Given the root of a binary tree, return the level order traversal of its nodes' values. (i.e., from left to right, level by level).

Example 1:

Input: root = [3,9,20,null,null,15,7]
Output: [[3],[9,20],[15,7]]

Example 2:

Input: root = [1]
Output: [[1]]

Example 3:

Input: root = []
Output: []

Constraints:

  • The number of nodes in the tree is in the range [0, 2000].

  • -1000 <= Node.val <= 1000

Answer

This is a great question since it introduced us to a new algorithm BFS (Breadth-First Search). Unlike DFS this method go though the binary tree level by level until we reach the lowest layer.

BFS

Breadth-First Search (BFS) is an algorithm used to traverse or search through a graph or tree data structure. It explores nodes level by level, starting from the root (or starting node) and expanding outwards. Here's a brief explanation:

Key Concepts:

  1. Level-by-Level Exploration: BFS visits all nodes at the present depth level before moving on to nodes at the next depth level.
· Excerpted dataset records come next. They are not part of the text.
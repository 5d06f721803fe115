//! Dyeing / Symbolic Alignment (§4.6, C6): lazily aligns a newly
//! expanded White node with the symbolic engine's successor states,
//! colouring it Red or Black and attaching Phantom siblings.

use crate::error::FuzzError;
use crate::symbolic::SymbolicEngine;
use crate::tree::arena::{NodeIndex, Tree};

/// Walks straight-line concrete code from `start`, matching each node
/// against `last_red`'s Simulation chain until a match dyes a node Red
/// or a diverging/leaf Black node ends the walk. Returns whether
/// alignment succeeded (`start`'s eventual resting node was dyed Red).
pub fn dye<Eng: SymbolicEngine>(
    tree: &mut Tree<Eng>,
    engine: &mut Eng,
    mut start: NodeIndex,
    last_red: NodeIndex,
) -> Result<bool, FuzzError> {
    loop {
        let sim = tree
            .get(last_red)
            .simulation
            .ok_or_else(|| FuzzError::Invariant("Red node missing its Simulation child".into()))?;
        let sim_state = tree
            .get(sim)
            .colour
            .state()
            .cloned()
            .ok_or_else(|| FuzzError::Invariant("Simulation child missing symbolic state".into()))?;

        let mut succs = match engine.chain(&sim_state) {
            Ok(s) => s,
            Err(e) => {
                // A symbolic-engine failure is fatal only for the current
                // MCTS iteration (spec §7, §4.2): mark the node that was
                // being aligned exhausted and let the caller abandon this
                // iteration rather than the whole run.
                tree.mark_exhausted(start);
                return Err(e);
            }
        };
        let start_addr = tree.get(start).addr;
        let is_phantom = tree.get(start).phantom;

        let matched_idx = if is_phantom {
            None
        } else {
            succs
                .iter()
                .position(|s| Some(engine.address_of(s)) == start_addr)
        };

        if let Some(i) = matched_idx {
            let matched_state = succs.remove(i);
            tree.dye_red(start, matched_state);
            for s in succs {
                let addr = engine.address_of(&s);
                tree.attach_phantom(last_red, addr, s);
            }
            return Ok(true);
        }

        tree.dye_black(start);

        let only_child = {
            let data = tree.get(start);
            if !data.is_diverging() && data.children.len() == 1 {
                data.children.values().copied().next()
            } else {
                None
            }
        };
        match only_child {
            Some(next) => start = next,
            None => return Ok(false),
        }
    }
}
//! Dual terminal + file logging setup, used only by the `briar` binary.
//! Library modules log through the `log` facade and never touch this.

/// Initialise a [`simplelog::CombinedLogger`]: `Info` to the terminal,
/// `Debug` to a timestamped file under `logs/`.
pub fn init() {
    std::fs::create_dir_all("logs").expect("create logs directory");
    let config = simplelog::ConfigBuilder::new()
        .set_location_level(log::LevelFilter::Off)
        .set_target_level(log::LevelFilter::Off)
        .set_thread_level(log::LevelFilter::Off)
        .build();
    let time = std::time::SystemTime::now()
        .duration_since(std::time::UNIX_EPOCH)
        .expect("time moves forward")
        .as_secs();
    let file = simplelog::WriteLogger::new(
        log::LevelFilter::Debug,
        config.clone(),
        std::fs::File::create(format!("logs/{time}.log")).expect("create log file"),
    );
    let term = simplelog::TermLogger::new(
        log::LevelFilter::Info,
        config,
        simplelog::TerminalMode::Mixed,
        simplelog::ColorChoice::Auto,
    );
    simplelog::CombinedLogger::init(vec![term, file]).expect("initialize logger");
}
  2. Queue-Based: BFS uses a queue to keep track of nodes to be explored. Nodes are added to the queue when they are first discovered and removed when they are explored.

  3. Algorithm Steps:

    • Initialize a queue with the starting node.

    • While the queue is not empty:

      • Dequeue a node.

      • Process the node (e.g., print its value, check if it's the target).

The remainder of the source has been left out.